__Stored entries__:
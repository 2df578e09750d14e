//! テスト用のユニット構築ヘルパー

use crate::models::{
    combat_stats::CombatStatsTemplate,
    common::{Direction3D, Faction, Position3D, UnitId},
    unit::Unit,
};
use crate::scenario::{self, ColliderConfig, SpawnTimerConfig, SpawnerConfig, UnitTemplateConfig};

/// 体力100、攻撃力10の標準テンプレート
pub fn template() -> UnitTemplateConfig {
    UnitTemplateConfig {
        id: "soldier".to_string(),
        walk_speed_mps: 1.5,
        detector_distance_m: 1.5,
        collider: ColliderConfig {
            radius_m: 0.4,
            height_m: 2.0,
        },
        combat: CombatStatsTemplate::default(),
    }
}

pub fn template_with(max_health: f64, attack_damage: f64) -> UnitTemplateConfig {
    let mut template = template();
    template.combat.max_health = max_health;
    template.combat.attack_damage = attack_damage;
    template
}

pub fn unit_from(
    id: u32,
    template: &UnitTemplateConfig,
    faction: Faction,
    position: Position3D,
    facing: Direction3D,
) -> Unit {
    Unit::spawn(
        UnitId(id),
        format!("{} {}", faction, template.id),
        template,
        faction,
        position,
        facing,
    )
    .unwrap()
}

pub fn test_unit(id: u32, faction: Faction, position: Position3D, facing: Direction3D) -> Unit {
    unit_from(id, &template(), faction, position, facing)
}

pub fn spawner_config(id: &str, faction: Faction) -> SpawnerConfig {
    SpawnerConfig {
        id: id.to_string(),
        template: "soldier".to_string(),
        faction,
        position: scenario::Position3D::default(),
        facing_deg: 0.0,
        v_offset_m: 0.0,
        timer: SpawnTimerConfig {
            delay_ms: 500,
            repeat: false,
        },
    }
}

__Instructions for the task__: List every line above that contains the word "UnitId".

__Finished exercise__:
    common::{Direction3D, Faction, Position3D, UnitId},
        UnitId(id),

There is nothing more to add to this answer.